I had seven classes each year in high school. Teachers were required to give personalized comments on report cards after the first and third quarters. Every year, seven out of seven teachers would comment something like this:

“Rachael is a delight to have in class. She demonstrates solid understanding of the material on tests and quizzes. I wish she would participate more in class.”

(Except in Contemporary World History Honors. Then she’d make a comment about how my DBQ grades were “improving,” but still include a jab about my perpetual silence in class.)

I hated group projects. Nothing caused me more anxiety in high school, or college or life in general, than the phrase “find a partner.” No. Let me work alone I understand the material by myself I don’t want to deal with anyone else.

I hated speaking in class. The only question I ever asked was, “may I go to the bathroom?” Thankfully I was rarely, if ever, called on in class. If a teacher had cold called me and asked what I thought about chapter whatever, I would have clammed up, mumbled, and shared a mishmash of hastily chosen terms.

I wanted to sit alone, and work alone.

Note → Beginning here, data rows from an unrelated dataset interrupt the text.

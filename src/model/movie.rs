use eyre::{Result, ensure};
use std::fmt;

#[derive(Clone, Copy, Debug, Eq, PartialEq)]
pub enum Genre {
    Action,
    Comedy,
    Drama,
    Horror,
    Romance,
    ScienceFiction,
    Thriller,
    Documentary,
    Animation,
    Fantasy,
}

impl fmt::Display for Genre {
    fn fmt(&self, f: &mut fmt::Formatter<'_>) -> fmt::Result {
        f.write_str(match self {
            Genre::Action => "Action",
            Genre::Comedy => "Comedy",
            Genre::Drama => "Drama",
            Genre::Horror => "Horror",
            Genre::Romance => "Romance",
            Genre::ScienceFiction => "Science Fiction",
            Genre::Thriller => "Thriller",
            Genre::Documentary => "Documentary",
            Genre::Animation => "Animation",
            Genre::Fantasy => "Fantasy",
        })
    }
}

#[derive(Clone, Debug)]
pub struct Movie {
    pub title: String,
    pub genre: Genre,
    pub release_year: u16,
    pub rating: f64,
    pub duration: u32,
}

impl Movie {
    pub fn new(
        title: &str,
        genre: Genre,
        release_year: u16,
        rating: f64,
        duration: u32,
    ) -> Result<Movie> {
        ensure!(!title.trim().is_empty(), "movie title cannot be blank");
        ensure!(
            (0.0..=10.0).contains(&rating),
            "rating {rating} of {title} is outside the 0-10 scale"
        );
        ensure!(duration > 0, "duration of {title} must be positive");
        Ok(Movie {
            title: title.to_owned(),
            genre,
            release_year,
            rating,
            duration,
        })
    }

    /// Release year rounded down to its decade.
    pub fn release_decade(&self) -> u16 {
        self.release_year / 10 * 10
    }

    pub fn is_classic(&self) -> bool {
        self.release_year < 1980
    }

    pub fn is_high_rated(&self) -> bool {
        self.rating >= 8.0
    }
}

#[test]
fn test_validation() {
    assert!(Movie::new("", Genre::Horror, 1979, 8.5, 117).is_err());
    assert!(Movie::new("  ", Genre::Horror, 1979, 8.5, 117).is_err());
    assert!(Movie::new("Alien", Genre::Horror, 1979, 10.5, 117).is_err());
    assert!(Movie::new("Alien", Genre::Horror, 1979, -0.5, 117).is_err());
    assert!(Movie::new("Alien", Genre::Horror, 1979, 8.5, 0).is_err());
    assert!(Movie::new("Alien", Genre::Horror, 1979, 8.5, 117).is_ok());
}

#[test]
fn test_derived_predicates() {
    let movie = Movie::new("Alien", Genre::Horror, 1979, 8.5, 117).unwrap();
    assert_eq!(movie.release_decade(), 1970);
    assert!(movie.is_classic());
    assert!(movie.is_high_rated());
    let movie = Movie::new("Gravity", Genre::ScienceFiction, 2013, 7.7, 91).unwrap();
    assert_eq!(movie.release_decade(), 2010);
    assert!(!movie.is_classic());
    assert!(!movie.is_high_rated());
}

#[test]
fn test_genre_display() {
    assert_eq!(Genre::ScienceFiction.to_string(), "Science Fiction");
    assert_eq!(Genre::Drama.to_string(), "Drama");
}
use crate::config::Config;
use clap::Parser;
use eyre::Result;
use std::path::PathBuf;
use tracing::info;
use tracing_subscriber::EnvFilter;

mod analytics;
mod config;
mod display;
mod fixtures;
mod model;
mod queries;

#[derive(Debug, Parser)]
#[command(version, about = "Summarize a student roster and a movie catalog")]
struct Options {
    /// Use FILE instead of the built-in defaults
    #[arg(short, long, value_name = "FILE")]
    config: Option<PathBuf>,
    /// Set verbosity level
    #[arg(short, action = clap::ArgAction::Count)]
    verbose: u8,
}

fn main() -> Result<()> {
    color_eyre::install()?;
    let options = Options::parse();
    let level = match options.verbose {
        0 => "error",
        1 => "warn",
        2 => "info",
        3 => "debug",
        _ => "trace",
    };
    tracing_subscriber::fmt()
        .with_env_filter(EnvFilter::new(format!("rquery={level}")))
        .init();
    let config = match &options.config {
        Some(file_name) => Config::load(file_name)?,
        None => Config::default(),
    };
    let students = fixtures::students();
    let movies = fixtures::movies()?;
    info!(
        students = students.len(),
        movies = movies.len(),
        "datasets loaded"
    );
    display::student_report(&students);
    display::movie_report(&movies, &config.analytics);
    Ok(())
}
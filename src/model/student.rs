#[derive(Clone, Debug)]
pub struct Student {
    pub name: String,
    pub gpa: f64,
    pub notebooks: u32,
    pub activities: Vec<String>,
    pub bike: Option<Bike>,
}

#[derive(Clone, Debug)]
pub struct Bike {
    pub model: Option<String>,
}

impl Student {
    /// Model of the student's bike, if a bike is owned and its model is
    /// known and non-empty.
    pub fn bike_model(&self) -> Option<&str> {
        self.bike
            .as_ref()
            .and_then(|bike| bike.model.as_deref())
            .filter(|model| !model.is_empty())
    }

    pub fn activity_count(&self) -> usize {
        self.activities.len()
    }
}

#[test]
fn test_bike_model() {
    let mut student = Student {
        name: "Jenny".into(),
        gpa: 3.8,
        notebooks: 3,
        activities: vec!["swimming".into()],
        bike: None,
    };
    assert_eq!(student.bike_model(), None);
    student.bike = Some(Bike { model: None });
    assert_eq!(student.bike_model(), None);
    student.bike = Some(Bike {
        model: Some(String::new()),
    });
    assert_eq!(student.bike_model(), None);
    student.bike = Some(Bike {
        model: Some("BMX".into()),
    });
    assert_eq!(student.bike_model(), Some("BMX"));
}
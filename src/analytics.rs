// Catalog-level aggregations over a movie collection. Window sizes must be
// non-zero; this is enforced at the configuration boundary.

use crate::model::Movie;
use std::collections::BTreeMap;

/// Non-overlapping windows of `size` movies; the last window may be
/// shorter.
pub fn fixed_windows(movies: &[Movie], size: usize) -> Vec<&[Movie]> {
    movies.chunks(size).collect()
}

/// Overlapping windows of `size` movies. A non-empty catalog shorter than
/// `size` yields a single window holding the whole catalog.
pub fn sliding_windows(movies: &[Movie], size: usize) -> Vec<&[Movie]> {
    if movies.is_empty() {
        Vec::new()
    } else if movies.len() < size {
        vec![movies]
    } else {
        movies.windows(size).collect()
    }
}

pub fn total_duration(movies: &[Movie]) -> u32 {
    movies.iter().map(|movie| movie.duration).sum()
}

/// Mean rating of the catalog, or `None` when it is empty.
pub fn average_rating(movies: &[Movie]) -> Option<f64> {
    if movies.is_empty() {
        None
    } else {
        let total = movies.iter().map(|movie| movie.rating).sum::<f64>();
        Some(total / movies.len() as f64)
    }
}

/// Cumulative watch time after each movie.
pub fn running_durations(movies: &[Movie]) -> Vec<u32> {
    movies
        .iter()
        .scan(0, |total, movie| {
            *total += movie.duration;
            Some(*total)
        })
        .collect()
}

/// Mean rating of the catalog prefix ending at each movie.
pub fn running_average_ratings(movies: &[Movie]) -> Vec<f64> {
    movies
        .iter()
        .enumerate()
        .scan(0.0, |total, (seen, movie)| {
            *total += movie.rating;
            Some(*total / (seen + 1) as f64)
        })
        .collect()
}

/// Group the catalog by release decade, keeping input order within each
/// decade.
pub fn by_decade(movies: &[Movie]) -> BTreeMap<u16, Vec<&Movie>> {
    let mut decades: BTreeMap<u16, Vec<&Movie>> = BTreeMap::new();
    for movie in movies {
        decades.entry(movie.release_decade()).or_default().push(movie);
    }
    decades
}

/// One-line summaries of the movies rated at least `min_rating`, in input
/// order.
pub fn high_rated_summaries(movies: &[Movie], min_rating: f64) -> Vec<String> {
    movies
        .iter()
        .filter(|movie| movie.rating >= min_rating)
        .map(|movie| {
            format!(
                "{} ({}) - {:.1} [{}]",
                movie.title, movie.release_year, movie.rating, movie.genre
            )
        })
        .collect()
}

/// Keep the high-rated movies, group them into fixed windows of `size` and
/// average the duration of each window.
pub fn high_rated_window_averages(movies: &[Movie], size: usize) -> Vec<f64> {
    let high_rated = movies
        .iter()
        .filter(|movie| movie.is_high_rated())
        .collect::<Vec<_>>();
    high_rated
        .chunks(size)
        .map(|window| {
            let total = window.iter().map(|movie| movie.duration).sum::<u32>();
            f64::from(total) / window.len() as f64
        })
        .collect()
}

#[cfg(test)]
mod tests {
    use super::*;
    use crate::model::Genre;

    fn catalog() -> Vec<Movie> {
        vec![
            Movie::new("A", Genre::Drama, 1941, 8.0, 100).unwrap(),
            Movie::new("B", Genre::Romance, 1942, 6.0, 110).unwrap(),
            Movie::new("C", Genre::Drama, 1972, 9.0, 120).unwrap(),
            Movie::new("D", Genre::Action, 1994, 7.5, 130).unwrap(),
            Movie::new("E", Genre::ScienceFiction, 1994, 9.5, 140).unwrap(),
        ]
    }

    fn titles(windows: &[&[Movie]]) -> Vec<Vec<String>> {
        windows
            .iter()
            .map(|window| window.iter().map(|movie| movie.title.clone()).collect())
            .collect()
    }

    #[test]
    fn test_fixed_windows() {
        let catalog = catalog();
        let windows = fixed_windows(&catalog, 2);
        assert_eq!(
            titles(&windows),
            [vec!["A", "B"], vec!["C", "D"], vec!["E"]]
        );
        assert!(fixed_windows(&[], 2).is_empty());
    }

    #[test]
    fn test_sliding_windows() {
        let catalog = catalog();
        let windows = sliding_windows(&catalog, 2);
        assert_eq!(
            titles(&windows),
            [
                vec!["A", "B"],
                vec!["B", "C"],
                vec!["C", "D"],
                vec!["D", "E"]
            ]
        );
    }

    #[test]
    fn test_sliding_windows_shorter_than_size() {
        let catalog = catalog();
        let windows = sliding_windows(&catalog[..1], 3);
        assert_eq!(titles(&windows), [vec!["A"]]);
        assert!(sliding_windows(&[], 3).is_empty());
    }

    #[test]
    fn test_fold_aggregates() {
        let catalog = catalog();
        assert_eq!(total_duration(&catalog), 600);
        assert_eq!(average_rating(&catalog), Some(8.0));
        assert_eq!(total_duration(&[]), 0);
        assert_eq!(average_rating(&[]), None);
    }

    #[test]
    fn test_running_durations() {
        let catalog = catalog();
        let running = running_durations(&catalog);
        assert_eq!(running, [100, 210, 330, 460, 600]);
        assert_eq!(*running.last().unwrap(), total_duration(&catalog));
        assert!(running_durations(&[]).is_empty());
    }

    #[test]
    fn test_running_average_ratings() {
        let catalog = catalog();
        let running = running_average_ratings(&catalog);
        assert_eq!(running.len(), catalog.len());
        assert_eq!(running[0], 8.0);
        assert_eq!(running[1], 7.0);
        assert_eq!(*running.last().unwrap(), average_rating(&catalog).unwrap());
    }

    #[test]
    fn test_by_decade() {
        let catalog = catalog();
        let decades = by_decade(&catalog);
        assert_eq!(decades.keys().copied().collect::<Vec<_>>(), [1940, 1970, 1990]);
        let forties = decades[&1940]
            .iter()
            .map(|movie| movie.title.as_str())
            .collect::<Vec<_>>();
        assert_eq!(forties, ["A", "B"]);
        assert_eq!(decades.values().map(Vec::len).sum::<usize>(), catalog.len());
    }

    #[test]
    fn test_high_rated_summaries() {
        let catalog = catalog();
        assert_eq!(
            high_rated_summaries(&catalog, 8.5),
            ["C (1972) - 9.0 [Drama]", "E (1994) - 9.5 [Science Fiction]"]
        );
        assert!(high_rated_summaries(&catalog, 9.9).is_empty());
    }

    #[test]
    fn test_high_rated_window_averages() {
        // High-rated movies are A (100), C (120) and E (140).
        let catalog = catalog();
        assert_eq!(high_rated_window_averages(&catalog, 2), [110.0, 140.0]);
        assert!(high_rated_window_averages(&[], 2).is_empty());
    }
}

I wanted to listen to the teacher lecture about the Ming dynasty or polynomials, and if I had a question, I would flip back in the book and figure it out myself.

Those comments on my report card made me feel like something was wrong with me. Was I supposed to speak in class? What if I didn’t have anything to say? Did I need to participate in class in order to be successful? I was getting an A in the class without participating, so how would that help?

I don’t ever want my kids to feel like that. They and you and we and all of us are perfect exactly as we are. I don’t want to convince my kids they need go become extroverts to be successful. You are a valid human being just the way you are right now. Don’t change.

How can I help my kids believe that if I’m constantly shoving them in groups and making them tell me their deepest life stories on the first day of school?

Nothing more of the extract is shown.